# Showing off Soro



## Canyx (Jul 1, 2011)

Made this recently. But it is now my go-to video if anyone ever asks about Soro. Because even though I focus a lot on tricks, I decided for this video I would cut back on the flash and instead focus on things like impulse control, comfort in high distraction environments, and friendliness towards people. Over the years he's won a lot of people over (in real life), even those who used to be afraid of dogs. I'm really proud of him for that, and I think that's something he has naturally, not something I taught him. My absolute favorite part of that entire day of filming was when the guy in the wheelchair came up to us, totally unscripted (unlike the rest of the video). It was a classic 'Soro moment' the way he was just all wags and leaning as close as he could to the guy's chair, but you should have seen the smile on that man's face. Made my day. 
EDIT: Reason for the fluff in the beginning is I made this video for a contest. I didn't mention it when I made this thread because I definitely wasn't fishing for votes here. But now that the event is long over, I think it's safe to say this.

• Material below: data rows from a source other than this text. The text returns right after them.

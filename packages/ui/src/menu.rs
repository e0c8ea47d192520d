//! Dashboard menu entries with role-based visibility.

use store::UserRole;

#[derive(Debug, Clone, Copy, PartialEq, Eq)]
pub struct MenuEntry {
    pub label: &'static str,
    pub path: &'static str,
    pub admin_only: bool,
}

pub const MENU: &[MenuEntry] = &[
    MenuEntry {
        label: "Clientes",
        path: "/clientes",
        admin_only: false,
    },
    MenuEntry {
        label: "Obras",
        path: "/obras",
        admin_only: false,
    },
    MenuEntry {
        label: "Cadastrar Usuário",
        path: "/register",
        admin_only: true,
    },
];

/// Entries the given role may see. Admin implies everything.
pub fn visible_entries(role: UserRole) -> impl Iterator<Item = &'static MenuEntry> {
    MENU.iter().filter(move |e| !e.admin_only || role.is_admin())
}

#[cfg(test)]
mod tests {
    use super::*;

    #[test]
    fn admin_sees_the_registration_entry() {
        let labels: Vec<_> = visible_entries(UserRole::Admin).map(|e| e.label).collect();
        assert!(labels.contains(&"Cadastrar Usuário"));
    }

    #[test]
    fn gestor_does_not_see_admin_entries() {
        let labels: Vec<_> = visible_entries(UserRole::Gestor).map(|e| e.label).collect();
        assert_eq!(labels, vec!["Clientes", "Obras"]);
    }
}
//! # ApiClient — the one HTTP surface of the console
//!
//! Stateless except for the injected [`SessionManager`]: the bearer token is
//! read from it on every request and attached when present, so requests made
//! before login simply omit the header. All bodies are JSON except obra
//! creation, which is multipart (text fields plus photo file parts).
//!
//! A 401 on an authenticated list fetch means the token expired server-side;
//! the client clears the session as a side effect and the route guard
//! redirects on the next render. `SessionManager::logout` is idempotent, so a
//! burst of 401s wipes storage once.

use std::sync::Arc;

use reqwest::multipart;
use reqwest::StatusCode;
use serde::de::DeserializeOwned;
use serde::Deserialize;
use store::SessionManager;

use crate::config;
use crate::error::ApiError;
use crate::models::auth::{
    ApiMessage, LoginPayload, LoginResponse, RegisterPayload, RequestResetPayload,
    ResetPasswordPayload,
};
use crate::models::cliente::{Cliente, ClientePayload};
use crate::models::obra::{FotoUpload, Obra, ObraPayload, MAX_FOTOS};

#[derive(Clone)]
pub struct ApiClient {
    base_url: String,
    http: reqwest::Client,
    session: Arc<SessionManager>,
}

/// `POST /clientes` and `PUT /clientes/:id` respond with `{ message, cliente }`.
#[derive(Debug, Deserialize)]
struct ClienteEnvelope {
    cliente: Cliente,
}

impl ApiClient {
    pub fn new(session: Arc<SessionManager>) -> Self {
        Self::with_base_url(config::base_url(), session)
    }

    pub fn with_base_url(base_url: impl Into<String>, session: Arc<SessionManager>) -> Self {
        Self {
            base_url: base_url.into(),
            http: reqwest::Client::new(),
            session,
        }
    }

    fn url(&self, path: &str) -> String {
        format!("{}{}", self.base_url, path)
    }

    fn authorize(&self, request: reqwest::RequestBuilder) -> reqwest::RequestBuilder {
        match self.session.token() {
            Some(token) => request.bearer_auth(token),
            None => request,
        }
    }

    fn forced_logout(&self) {
        if self.session.is_authenticated() {
            tracing::warn!("authenticated request returned 401, clearing session");
        }
        self.session.logout();
    }

    // --- auth -----------------------------------------------------------

    pub async fn login(&self, payload: &LoginPayload) -> Result<LoginResponse, ApiError> {
        self.post_json("/auth/login", payload).await
    }

    pub async fn register(&self, payload: &RegisterPayload) -> Result<ApiMessage, ApiError> {
        self.post_json("/auth/register", payload).await
    }

    pub async fn request_reset(
        &self,
        payload: &RequestResetPayload,
    ) -> Result<ApiMessage, ApiError> {
        self.post_json("/auth/request-reset", payload).await
    }

    pub async fn reset_password(
        &self,
        payload: &ResetPasswordPayload,
    ) -> Result<ApiMessage, ApiError> {
        self.post_json("/auth/reset-password", payload).await
    }

    // --- clientes -------------------------------------------------------

    pub async fn list_clientes(&self) -> Result<Vec<Cliente>, ApiError> {
        self.get_list("/clientes").await
    }

    pub async fn create_cliente(&self, payload: &ClientePayload) -> Result<Cliente, ApiError> {
        let envelope: ClienteEnvelope = self.post_json("/clientes", payload).await?;
        Ok(envelope.cliente)
    }

    pub async fn update_cliente(
        &self,
        id: i64,
        payload: &ClientePayload,
    ) -> Result<Cliente, ApiError> {
        let response = self
            .authorize(self.http.put(self.url(&format!("/clientes/{id}"))))
            .json(payload)
            .send()
            .await?;
        let envelope: ClienteEnvelope = decode(response).await?;
        Ok(envelope.cliente)
    }

    pub async fn delete_cliente(&self, id: i64) -> Result<(), ApiError> {
        let response = self
            .authorize(self.http.delete(self.url(&format!("/clientes/{id}"))))
            .send()
            .await?;
        if !response.status().is_success() {
            return Err(error_for(response).await);
        }
        Ok(())
    }

    // --- obras ----------------------------------------------------------

    pub async fn list_obras(&self) -> Result<Vec<Obra>, ApiError> {
        self.get_list("/obras").await
    }

    /// Multipart creation: text fields plus up to [`MAX_FOTOS`] photo parts
    /// under the `fotos` key. The content type (with its boundary) is set by
    /// reqwest; it must not be forced to `multipart/form-data` manually.
    pub async fn create_obra(
        &self,
        payload: &ObraPayload,
        fotos: &[FotoUpload],
    ) -> Result<Obra, ApiError> {
        let mut form = multipart::Form::new();
        for (name, value) in payload.form_fields() {
            form = form.text(name, value);
        }
        for foto in fotos.iter().take(MAX_FOTOS) {
            let part = multipart::Part::bytes(foto.bytes.clone())
                .file_name(foto.file_name.clone())
                .mime_str(&foto.mime)?;
            form = form.part("fotos", part);
        }
        let response = self
            .authorize(self.http.post(self.url("/obras")))
            .multipart(form)
            .send()
            .await?;
        decode(response).await
    }

    // --- plumbing -------------------------------------------------------

    async fn post_json<B, T>(&self, path: &str, body: &B) -> Result<T, ApiError>
    where
        B: serde::Serialize,
        T: DeserializeOwned,
    {
        let response = self
            .authorize(self.http.post(self.url(path)))
            .json(body)
            .send()
            .await?;
        decode(response).await
    }

    /// List fetch with the forced-logout side effect on 401.
    async fn get_list<T: DeserializeOwned>(&self, path: &str) -> Result<T, ApiError> {
        let response = self.authorize(self.http.get(self.url(path))).send().await?;
        if response.status() == StatusCode::UNAUTHORIZED {
            self.forced_logout();
            return Err(ApiError::Unauthorized);
        }
        decode(response).await
    }
}

async fn decode<T: DeserializeOwned>(response: reqwest::Response) -> Result<T, ApiError> {
    if !response.status().is_success() {
        return Err(error_for(response).await);
    }
    Ok(response.json::<T>().await?)
}

/// Build the form-level error for a non-2xx response: prefer the backend's
/// `error`/`message` field, fall back to a generic string with the status.
async fn error_for(response: reqwest::Response) -> ApiError {
    let status = response.status();
    if status == StatusCode::UNAUTHORIZED {
        return ApiError::Unauthorized;
    }
    let fallback = format!("Falha na API (HTTP {}).", status.as_u16());
    match response.json::<serde_json::Value>().await {
        Ok(body) => {
            let message = body
                .get("error")
                .and_then(|v| v.as_str())
                .or_else(|| body.get("message").and_then(|v| v.as_str()));
            ApiError::Api(message.map(str::to_string).unwrap_or(fallback))
        }
        Err(_) => ApiError::Api(fallback),
    }
}

#[cfg(test)]
mod tests {
    use super::*;
    use store::{MemoryStore, UserProfile, UserRole};

    fn logged_in_client(backing: MemoryStore) -> ApiClient {
        let session = Arc::new(SessionManager::new(backing));
        session.initialize();
        session.login(
            UserProfile {
                id: 1,
                name: "A".to_string(),
                email: "a@x.com".to_string(),
                role: UserRole::Gestor,
            },
            "tok123".to_string(),
        );
        ApiClient::with_base_url("http://localhost:9", session)
    }

    #[test]
    fn forced_logout_clears_storage_exactly_once() {
        let backing = MemoryStore::new();
        let client = logged_in_client(backing.clone());

        // Simulates a retry loop where every attempt comes back 401.
        client.forced_logout();
        client.forced_logout();
        client.forced_logout();

        assert!(!client.session.is_authenticated());
        assert_eq!(backing.clears(), 1);
    }

    #[test]
    fn url_joins_base_and_path() {
        let client = logged_in_client(MemoryStore::new());
        assert_eq!(client.url("/clientes"), "http://localhost:9/clientes");
    }

    #[tokio::test]
    async fn invalid_photo_mime_fails_before_any_request() {
        use crate::models::obra::ObraDetalhe;

        let client = logged_in_client(MemoryStore::new());
        let payload = ObraPayload {
            nome_obra: "Edifício Central".to_string(),
            detalhe: ObraDetalhe::Construcao {
                cno: "123456789012".to_string(),
            },
            cliente_id: 3,
            endereco_completo: "Rua A, 1".to_string(),
            data_inicio: "2026-01-10".to_string(),
            previsao_entrega: "2027-06-30".to_string(),
        };
        let fotos = [FotoUpload {
            file_name: "a.jpg".to_string(),
            mime: "definitely not a mime type".to_string(),
            bytes: vec![1, 2, 3],
        }];

        // The bogus mime aborts multipart assembly; nothing hits the wire
        // (the base URL points at a closed port, so a sent request would
        // surface as a connect error instead).
        let err = client.create_obra(&payload, &fotos).await.unwrap_err();
        assert!(matches!(err, ApiError::Network(_)));
    }
}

And for kicks, here's a vid of him being a normal dog:


----------



## elrohwen (Nov 10, 2011)

That was so much fun to watch. You guys are just so in tune with one another and he seems like such a calm soul.


----------



## Abbylynn (Jul 7, 2011)

Those were great! Soro is very well trained.


----------



## beretw (Sep 25, 2012)

Why are you guys so frikken cool? Major vibes of admiration tinged with jealousy coming your way.

We have OB class tonight. This is going to stick with me during the lesson. Thank you for sharing!


----------



## BrittanyG (May 27, 2009)

So not only are you a fantastic artist, but you're a badass dog trainer as well? (And pretty!) Have ALL the good things!


----------



## aetolus (Jan 6, 2013)

That was awesome, especially him jumping on your back at the end!


----------



## cookieface (Jul 6, 2011)

Incredibly impressive! Do you and Soro do therapy work?


----------



## Shell (Oct 19, 2009)

BrittanyG said:


> So not only are you a fantastic artist, but you're a badass dog trainer as well? (And pretty!) Have ALL the good things!


Agreed! I just feel good when my dog(s) manage not to tackle anyone in public  Ok, not quite but no way is even Chester as close to as trained as Soro. Is it okay if I hate you just a little tiny bit for being awesome? :rockon:


----------



## Canyx (Jul 1, 2011)

Thanks everyone! I'm glad you liked it and I'm totally fine if you hate me a bit 



elrohwen said:


> he seems like such a calm soul.


Not quite! Well, I guess he is really steady now if anything, since he's middle aged. But he used to be a hyper thing, and he still has his spazzy moments when he greets people. 



beretw said:


> Why are you guys so frikken cool? Major vibes of admiration tinged with jealousy coming your way.
> We have OB class tonight. This is going to stick with me during the lesson. Thank you for sharing!


Glad to have inspired you guys! Garp is one of my favs as you already know! I have no doubt you two will rock this world. He's already a great ambassador for his breed, judging by your posts.



cookieface said:


> Incredibly impressive! Do you and Soro do therapy work?


Thank you! We don't, but I think he would make a great therapy dog! The thing about me is I like to do all the work in terms of training but I never find the time to go and get the letters to prove I've done it. So I think he would ace the CGC and many other tests, but I'm likely never going to have him tested or certified for anything.


----------



## Selah Cowgirl (Nov 14, 2009)

I love the spells! To awesome!


----------



## lil_fuzzy (Aug 16, 2010)

Awesome video, well done


----------



## Salina (Sep 2, 2012)

very very very cool! and impressive !!


----------



## winniec777 (Apr 20, 2008)

Canyx said:


> I'm glad you liked it and I'm totally fine if you hate me a bit


Done! 

So very very awesome to see what you've accomplished. I would definitely steal Soro if I could.


----------



## Canyx (Jul 1, 2011)

Selah Cowgirl said:


> I love the spells! To awesome!


Fun fact: If you watch me instead of him, you can see me shaking my head after "Confundo," because he did it completely wrong. He's supposed to spin around endlessly in circles but he rolled instead, which is "Crucio." But I used this clip because this was the best "Avada kedavra" I've ever seen him do. He usually dies sideways, not on his back! 



winniec777 said:


> Done!
> 
> So very very awesome to see what you've accomplished. I would definitely steal Soro if I could.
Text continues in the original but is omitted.